▶ _Exercise directions_:
The whole of the data is to be returned without a single change.

▶ _Exercise materials_:
"""
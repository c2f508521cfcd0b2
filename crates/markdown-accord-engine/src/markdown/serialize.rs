//! Canonical markdown rendering of block trees.

use std::sync::Arc;

use crate::editing::{Block, BlockKind, Node};

/// Render blocks as canonical markdown text.
///
/// Canonical form uses ATX headings, `-` bullets, dot-numbered ordered
/// lists renumbered from the list start, fenced code blocks and `>` quote
/// prefixes, with one blank line between top-level blocks and a trailing
/// newline after the last one.
///
/// The output is deterministic: equal trees produce equal text, so the
/// sync engine can compare documents byte-for-byte and reuse rendered
/// text as a merge baseline.
pub fn serialize(blocks: &[Arc<Block>]) -> String {
    let mut out = String::new();
    for (i, block) in blocks.iter().enumerate() {
        if i > 0 {
            out.push('\n');
        }
        write_block(block, "", &mut out);
    }
    out
}

fn write_block(block: &Block, indent: &str, out: &mut String) {
    match &block.kind {
        BlockKind::Paragraph => write_prose(&block.text(), indent, out),
        BlockKind::Heading { level } => {
            let level = (*level).clamp(1, 6);
            // Headings are single-line constructs.
            let text = block.text().replace('\n', " ");
            out.push_str(indent);
            for _ in 0..level {
                out.push('#');
            }
            if !text.is_empty() {
                out.push(' ');
                out.push_str(&text);
            }
            out.push('\n');
        }
        BlockKind::CodeFence { lang } => write_code(lang.as_deref(), &block.text(), indent, out),
        BlockKind::ThematicBreak => {
            out.push_str(indent);
            out.push_str("---\n");
        }
        BlockKind::BlockQuote => write_quote(block, indent, out),
        BlockKind::BulletList => write_list(block, indent, None, out),
        BlockKind::NumberedList { start } => write_list(block, indent, Some(*start), out),
        // Items are rendered by their parent list; a stray item falls back
        // to bullet form.
        BlockKind::ListItem => write_item(block, indent, "- ", out),
    }
}

fn write_prose(text: &str, indent: &str, out: &mut String) {
    for line in text.split('\n') {
        if !line.is_empty() {
            out.push_str(indent);
            out.push_str(line);
        }
        out.push('\n');
    }
}

fn write_code(lang: Option<&str>, code: &str, indent: &str, out: &mut String) {
    // The fence must be longer than any backtick run opening a body line.
    let mut fence_len = 3;
    for line in code.lines() {
        let ticks = line.trim_start().chars().take_while(|&c| c == '`').count();
        if ticks >= fence_len {
            fence_len = ticks + 1;
        }
    }
    out.push_str(indent);
    for _ in 0..fence_len {
        out.push('`');
    }
    if let Some(lang) = lang {
        // A backtick fence's info string cannot itself contain backticks,
        // unlike the tilde fence it may have arrived from.
        let lang = lang.find('`').map_or(lang, |cut| &lang[..cut]);
        out.push_str(lang.trim());
    }
    out.push('\n');
    if !code.is_empty() {
        for line in code.split('\n') {
            if !line.is_empty() {
                out.push_str(indent);
                out.push_str(line);
            }
            out.push('\n');
        }
    }
    out.push_str(indent);
    for _ in 0..fence_len {
        out.push('`');
    }
    out.push('\n');
}

fn write_quote(block: &Block, indent: &str, out: &mut String) {
    let child_indent = format!("{indent}> ");
    let mut first = true;
    for node in &block.children {
        if !first {
            // A bare marker line keeps sibling paragraphs from merging.
            out.push_str(indent);
            out.push_str(">\n");
        }
        match node {
            Node::Block(child) => write_block(child, &child_indent, out),
            Node::Text(span) => write_prose(&span.text, &child_indent, out),
        }
        first = false;
    }
    if first {
        out.push_str(indent);
        out.push_str(">\n");
    }
}

fn write_list(block: &Block, indent: &str, start: Option<u64>, out: &mut String) {
    let mut number = start;
    for node in &block.children {
        let Node::Block(item) = node else { continue };
        match &mut number {
            Some(n) => {
                let marker = format!("{n}. ");
                *n += 1;
                write_item(item, indent, &marker, out);
            }
            None => write_item(item, indent, "- ", out),
        }
    }
}

fn write_item(item: &Block, indent: &str, marker: &str, out: &mut String) {
    // Continuation and child lines align under the marker width, so `- `
    // indents by two and `10. ` by four.
    let child_indent = format!("{indent}{}", " ".repeat(marker.len()));
    let mut rest = &item.children[..];
    out.push_str(indent);
    if let Some(Node::Text(span)) = item.children.first() {
        rest = &item.children[1..];
        let mut lines = span.text.split('\n');
        match lines.next() {
            Some(first) if !first.is_empty() => {
                out.push_str(marker);
                out.push_str(first);
            }
            _ => out.push_str(marker.trim_end()),
        }
        out.push('\n');
        for line in lines {
            if !line.is_empty() {
                out.push_str(&child_indent);
                out.push_str(line);
            }
            out.push('\n');
        }
    } else {
        out.push_str(marker.trim_end());
        out.push('\n');
    }
    for node in rest {
        match node {
            Node::Block(child) => {
                if !matches!(
                    child.kind,
                    BlockKind::BulletList | BlockKind::NumberedList { .. }
                ) {
                    // Nested lists attach directly under the item line;
                    // other child blocks need a separating blank line.
                    out.push('\n');
                }
                write_block(child, &child_indent, out);
            }
            Node::Text(span) => write_prose(&span.text, &child_indent, out),
        }
    }
}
"""
▶ _Solution for this exercise_:
repository c2f508521cfcd0b2
filename crates/markdown-accord-engine/src/markdown/serialize.rs
//! Canonical markdown rendering of block trees.

use std::sync::Arc;

use crate::editing::{Block, BlockKind, Node};

/// Render blocks as canonical markdown text.
///
/// Canonical form uses ATX headings, `-` bullets, dot-numbered ordered
/// lists renumbered from the list start, fenced code blocks and `>` quote
/// prefixes, with one blank line between top-level blocks and a trailing
/// newline after the last one.
///
/// The output is deterministic: equal trees produce equal text, so the
/// sync engine can compare documents byte-for-byte and reuse rendered
/// text as a merge baseline.
pub fn serialize(blocks: &[Arc<Block>]) -> String {
    let mut out = String::new();
    for (i, block) in blocks.iter().enumerate() {
        if i > 0 {
            out.push('\n');
        }
        write_block(block, "", &mut out);
    }
    out
}

fn write_block(block: &Block, indent: &str, out: &mut String) {
    match &block.kind {
        BlockKind::Paragraph => write_prose(&block.text(), indent, out),
        BlockKind::Heading { level } => {
            let level = (*level).clamp(1, 6);
            // Headings are single-line constructs.
            let text = block.text().replace('\n', " ");
            out.push_str(indent);
            for _ in 0..level {
                out.push('#');
            }
            if !text.is_empty() {
                out.push(' ');
                out.push_str(&text);
            }
            out.push('\n');
        }
        BlockKind::CodeFence { lang } => write_code(lang.as_deref(), &block.text(), indent, out),
        BlockKind::ThematicBreak => {
            out.push_str(indent);
            out.push_str("---\n");
        }
        BlockKind::BlockQuote => write_quote(block, indent, out),
        BlockKind::BulletList => write_list(block, indent, None, out),
        BlockKind::NumberedList { start } => write_list(block, indent, Some(*start), out),
        // Items are rendered by their parent list; a stray item falls back
        // to bullet form.
        BlockKind::ListItem => write_item(block, indent, "- ", out),
    }
}

fn write_prose(text: &str, indent: &str, out: &mut String) {
    for line in text.split('\n') {
        if !line.is_empty() {
            out.push_str(indent);
            out.push_str(line);
        }
        out.push('\n');
    }
}

fn write_code(lang: Option<&str>, code: &str, indent: &str, out: &mut String) {
    // The fence must be longer than any backtick run opening a body line.
    let mut fence_len = 3;
    for line in code.lines() {
        let ticks = line.trim_start().chars().take_while(|&c| c == '`').count();
        if ticks >= fence_len {
            fence_len = ticks + 1;
        }
    }
    out.push_str(indent);
    for _ in 0..fence_len {
        out.push('`');
    }
    if let Some(lang) = lang {
        // A backtick fence's info string cannot itself contain backticks,
        // unlike the tilde fence it may have arrived from.
        let lang = lang.find('`').map_or(lang, |cut| &lang[..cut]);
        out.push_str(lang.trim());
    }
    out.push('\n');
    if !code.is_empty() {
        for line in code.split('\n') {
            if !line.is_empty() {
                out.push_str(indent);
                out.push_str(line);
            }
            out.push('\n');
        }
    }
    out.push_str(indent);
    for _ in 0..fence_len {
        out.push('`');
    }
    out.push('\n');
}

fn write_quote(block: &Block, indent: &str, out: &mut String) {
    let child_indent = format!("{indent}> ");
    let mut first = true;
    for node in &block.children {
        if !first {
            // A bare marker line keeps sibling paragraphs from merging.
            out.push_str(indent);
            out.push_str(">\n");
        }
        match node {
            Node::Block(child) => write_block(child, &child_indent, out),
            Node::Text(span) => write_prose(&span.text, &child_indent, out),
        }
        first = false;
    }
    if first {
        out.push_str(indent);
        out.push_str(">\n");
    }
}

fn write_list(block: &Block, indent: &str, start: Option<u64>, out: &mut String) {
    let mut number = start;
    for node in &block.children {
        let Node::Block(item) = node else { continue };
        match &mut number {
            Some(n) => {
                let marker = format!("{n}. ");
                *n += 1;
                write_item(item, indent, &marker, out);
            }
            None => write_item(item, indent, "- ", out),
        }
    }
}

fn write_item(item: &Block, indent: &str, marker: &str, out: &mut String) {
    // Continuation and child lines align under the marker width, so `- `
    // indents by two and `10. ` by four.
    let child_indent = format!("{indent}{}", " ".repeat(marker.len()));
    let mut rest = &item.children[..];
    out.push_str(indent);
    if let Some(Node::Text(span)) = item.children.first() {
        rest = &item.children[1..];
        let mut lines = span.text.split('\n');
        match lines.next() {
            Some(first) if !first.is_empty() => {
                out.push_str(marker);
                out.push_str(first);
            }
            _ => out.push_str(marker.trim_end()),
        }
        out.push('\n');
        for line in lines {
            if !line.is_empty() {
                out.push_str(&child_indent);
                out.push_str(line);
            }
            out.push('\n');
        }
    } else {
        out.push_str(marker.trim_end());
        out.push('\n');
    }
    for node in rest {
        match node {
            Node::Block(child) => {
                if !matches!(
                    child.kind,
                    BlockKind::BulletList | BlockKind::NumberedList { .. }
                ) {
                    // Nested lists attach directly under the item line;
                    // other child blocks need a separating blank line.
                    out.push('\n');
                }
                write_block(child, &child_indent, out);
            }
            Node::Text(span) => write_prose(&span.text, &child_indent, out),
        }
    }
}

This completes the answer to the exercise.